State the number of lines below in which the word "PlatformConfig" appears. Nothing else belongs in the answer.

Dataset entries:
┌──

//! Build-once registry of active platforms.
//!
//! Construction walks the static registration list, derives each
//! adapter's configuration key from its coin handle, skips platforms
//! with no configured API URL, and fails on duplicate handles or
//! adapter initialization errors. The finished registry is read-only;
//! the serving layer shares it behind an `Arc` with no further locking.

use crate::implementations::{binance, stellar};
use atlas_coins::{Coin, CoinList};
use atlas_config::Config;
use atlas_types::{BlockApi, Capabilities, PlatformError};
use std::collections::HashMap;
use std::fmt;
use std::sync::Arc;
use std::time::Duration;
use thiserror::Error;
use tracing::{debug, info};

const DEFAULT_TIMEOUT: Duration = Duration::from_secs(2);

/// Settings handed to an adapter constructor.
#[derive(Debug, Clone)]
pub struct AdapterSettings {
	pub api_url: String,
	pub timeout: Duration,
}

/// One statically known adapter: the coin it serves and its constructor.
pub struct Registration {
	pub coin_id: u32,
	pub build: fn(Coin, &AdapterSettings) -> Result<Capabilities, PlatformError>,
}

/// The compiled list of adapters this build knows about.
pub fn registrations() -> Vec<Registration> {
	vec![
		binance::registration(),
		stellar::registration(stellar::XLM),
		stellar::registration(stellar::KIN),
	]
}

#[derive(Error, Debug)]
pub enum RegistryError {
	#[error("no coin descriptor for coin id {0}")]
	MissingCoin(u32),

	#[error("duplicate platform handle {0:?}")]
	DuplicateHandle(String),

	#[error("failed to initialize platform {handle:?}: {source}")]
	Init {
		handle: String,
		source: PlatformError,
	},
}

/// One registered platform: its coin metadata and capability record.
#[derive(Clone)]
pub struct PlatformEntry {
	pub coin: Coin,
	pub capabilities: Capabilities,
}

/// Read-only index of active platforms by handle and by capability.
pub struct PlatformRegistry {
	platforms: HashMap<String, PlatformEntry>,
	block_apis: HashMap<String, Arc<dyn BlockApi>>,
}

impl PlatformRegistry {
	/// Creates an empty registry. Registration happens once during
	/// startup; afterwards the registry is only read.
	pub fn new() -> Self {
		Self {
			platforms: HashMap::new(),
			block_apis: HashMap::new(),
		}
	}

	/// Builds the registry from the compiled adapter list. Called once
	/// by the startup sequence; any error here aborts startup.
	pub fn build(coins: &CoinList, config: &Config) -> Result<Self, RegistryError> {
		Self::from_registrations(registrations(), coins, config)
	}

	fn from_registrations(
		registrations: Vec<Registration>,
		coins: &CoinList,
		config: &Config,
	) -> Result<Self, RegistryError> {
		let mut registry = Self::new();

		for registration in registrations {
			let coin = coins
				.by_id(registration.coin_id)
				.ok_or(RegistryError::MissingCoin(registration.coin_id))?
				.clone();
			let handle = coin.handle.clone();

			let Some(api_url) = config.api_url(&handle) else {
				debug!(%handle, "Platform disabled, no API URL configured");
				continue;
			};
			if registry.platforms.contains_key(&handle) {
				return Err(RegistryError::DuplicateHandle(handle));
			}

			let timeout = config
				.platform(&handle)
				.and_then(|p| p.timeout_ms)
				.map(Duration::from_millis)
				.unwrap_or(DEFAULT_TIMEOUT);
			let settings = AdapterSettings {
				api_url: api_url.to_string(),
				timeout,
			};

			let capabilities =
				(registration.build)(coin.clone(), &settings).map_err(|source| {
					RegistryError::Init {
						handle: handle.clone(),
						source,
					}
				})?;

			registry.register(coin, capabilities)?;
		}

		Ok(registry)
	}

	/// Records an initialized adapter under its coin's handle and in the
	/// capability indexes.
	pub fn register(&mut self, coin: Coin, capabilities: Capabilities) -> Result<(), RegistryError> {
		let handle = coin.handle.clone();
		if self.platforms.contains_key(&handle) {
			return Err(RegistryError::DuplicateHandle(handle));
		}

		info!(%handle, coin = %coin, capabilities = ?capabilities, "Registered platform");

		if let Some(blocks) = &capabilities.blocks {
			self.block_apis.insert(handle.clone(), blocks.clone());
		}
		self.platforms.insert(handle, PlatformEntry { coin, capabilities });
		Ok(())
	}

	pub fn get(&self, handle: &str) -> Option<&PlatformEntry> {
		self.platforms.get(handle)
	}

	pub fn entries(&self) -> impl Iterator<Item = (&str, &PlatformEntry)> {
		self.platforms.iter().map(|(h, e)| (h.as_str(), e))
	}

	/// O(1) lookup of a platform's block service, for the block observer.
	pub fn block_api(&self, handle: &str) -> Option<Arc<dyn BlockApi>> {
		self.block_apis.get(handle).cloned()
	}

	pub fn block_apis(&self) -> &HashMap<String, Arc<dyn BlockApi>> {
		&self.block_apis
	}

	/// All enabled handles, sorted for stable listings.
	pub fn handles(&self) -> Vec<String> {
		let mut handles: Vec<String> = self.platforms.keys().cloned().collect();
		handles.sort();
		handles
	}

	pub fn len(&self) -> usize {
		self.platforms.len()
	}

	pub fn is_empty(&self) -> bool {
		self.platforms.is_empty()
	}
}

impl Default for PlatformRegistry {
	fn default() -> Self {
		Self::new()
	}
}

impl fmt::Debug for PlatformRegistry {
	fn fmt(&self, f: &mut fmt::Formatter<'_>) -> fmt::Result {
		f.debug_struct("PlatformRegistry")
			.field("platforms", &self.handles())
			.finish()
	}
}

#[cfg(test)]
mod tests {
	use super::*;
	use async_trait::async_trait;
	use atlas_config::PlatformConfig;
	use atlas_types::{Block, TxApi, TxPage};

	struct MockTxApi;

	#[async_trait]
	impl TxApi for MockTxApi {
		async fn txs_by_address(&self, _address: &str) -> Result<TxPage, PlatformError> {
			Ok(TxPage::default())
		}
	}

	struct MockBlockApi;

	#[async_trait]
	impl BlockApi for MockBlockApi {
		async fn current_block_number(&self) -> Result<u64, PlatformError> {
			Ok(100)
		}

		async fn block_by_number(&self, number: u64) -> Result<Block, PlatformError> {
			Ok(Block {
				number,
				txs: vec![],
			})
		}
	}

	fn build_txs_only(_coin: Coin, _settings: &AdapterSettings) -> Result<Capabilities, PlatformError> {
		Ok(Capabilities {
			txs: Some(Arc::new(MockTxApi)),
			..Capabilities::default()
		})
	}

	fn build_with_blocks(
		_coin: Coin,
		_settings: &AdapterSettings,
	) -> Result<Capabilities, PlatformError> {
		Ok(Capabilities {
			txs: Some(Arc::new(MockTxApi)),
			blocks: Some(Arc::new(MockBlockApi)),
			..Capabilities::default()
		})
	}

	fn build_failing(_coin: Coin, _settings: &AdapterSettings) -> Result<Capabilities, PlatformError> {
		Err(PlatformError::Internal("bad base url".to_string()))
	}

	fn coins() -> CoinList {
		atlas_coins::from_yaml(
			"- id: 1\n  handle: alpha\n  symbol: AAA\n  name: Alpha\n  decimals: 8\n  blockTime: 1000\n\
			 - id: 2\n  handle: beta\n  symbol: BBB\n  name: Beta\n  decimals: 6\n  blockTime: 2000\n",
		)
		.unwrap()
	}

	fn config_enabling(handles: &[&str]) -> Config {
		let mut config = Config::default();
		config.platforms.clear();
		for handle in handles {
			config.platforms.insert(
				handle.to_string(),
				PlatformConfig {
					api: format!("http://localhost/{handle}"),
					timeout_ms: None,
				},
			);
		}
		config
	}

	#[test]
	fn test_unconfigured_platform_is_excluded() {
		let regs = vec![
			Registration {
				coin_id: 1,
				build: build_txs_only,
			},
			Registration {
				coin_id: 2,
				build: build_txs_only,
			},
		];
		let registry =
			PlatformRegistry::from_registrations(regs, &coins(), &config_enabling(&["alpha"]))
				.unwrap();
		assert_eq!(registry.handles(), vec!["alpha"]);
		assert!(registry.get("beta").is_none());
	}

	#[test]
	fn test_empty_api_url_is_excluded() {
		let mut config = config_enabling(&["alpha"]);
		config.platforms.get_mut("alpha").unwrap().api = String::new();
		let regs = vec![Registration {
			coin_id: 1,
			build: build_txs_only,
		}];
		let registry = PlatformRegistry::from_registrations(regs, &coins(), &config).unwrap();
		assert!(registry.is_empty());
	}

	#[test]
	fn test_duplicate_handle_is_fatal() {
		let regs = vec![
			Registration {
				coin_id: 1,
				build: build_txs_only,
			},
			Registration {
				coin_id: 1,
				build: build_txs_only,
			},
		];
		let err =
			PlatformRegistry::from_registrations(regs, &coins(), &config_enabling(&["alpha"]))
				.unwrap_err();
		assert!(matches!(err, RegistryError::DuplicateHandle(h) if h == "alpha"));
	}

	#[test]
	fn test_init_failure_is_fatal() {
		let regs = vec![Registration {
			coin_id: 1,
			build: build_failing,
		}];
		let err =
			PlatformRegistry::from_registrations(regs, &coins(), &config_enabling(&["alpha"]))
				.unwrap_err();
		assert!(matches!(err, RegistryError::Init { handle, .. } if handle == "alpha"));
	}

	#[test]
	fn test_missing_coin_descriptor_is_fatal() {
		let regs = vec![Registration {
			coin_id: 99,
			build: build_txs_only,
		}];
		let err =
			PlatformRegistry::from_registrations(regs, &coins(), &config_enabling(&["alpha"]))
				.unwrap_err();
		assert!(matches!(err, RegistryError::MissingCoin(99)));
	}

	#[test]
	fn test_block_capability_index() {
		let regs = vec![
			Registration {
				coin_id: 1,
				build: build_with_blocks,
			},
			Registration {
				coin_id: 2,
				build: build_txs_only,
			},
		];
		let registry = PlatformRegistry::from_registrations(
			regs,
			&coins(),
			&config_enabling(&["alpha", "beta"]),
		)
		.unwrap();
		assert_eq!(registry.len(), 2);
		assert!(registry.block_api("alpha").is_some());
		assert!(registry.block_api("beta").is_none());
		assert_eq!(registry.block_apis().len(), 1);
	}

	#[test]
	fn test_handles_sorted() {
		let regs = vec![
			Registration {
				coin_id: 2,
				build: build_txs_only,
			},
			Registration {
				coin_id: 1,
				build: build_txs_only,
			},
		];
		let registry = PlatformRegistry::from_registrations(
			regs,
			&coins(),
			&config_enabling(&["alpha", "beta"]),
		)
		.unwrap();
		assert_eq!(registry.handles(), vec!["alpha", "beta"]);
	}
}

└──

Result: 2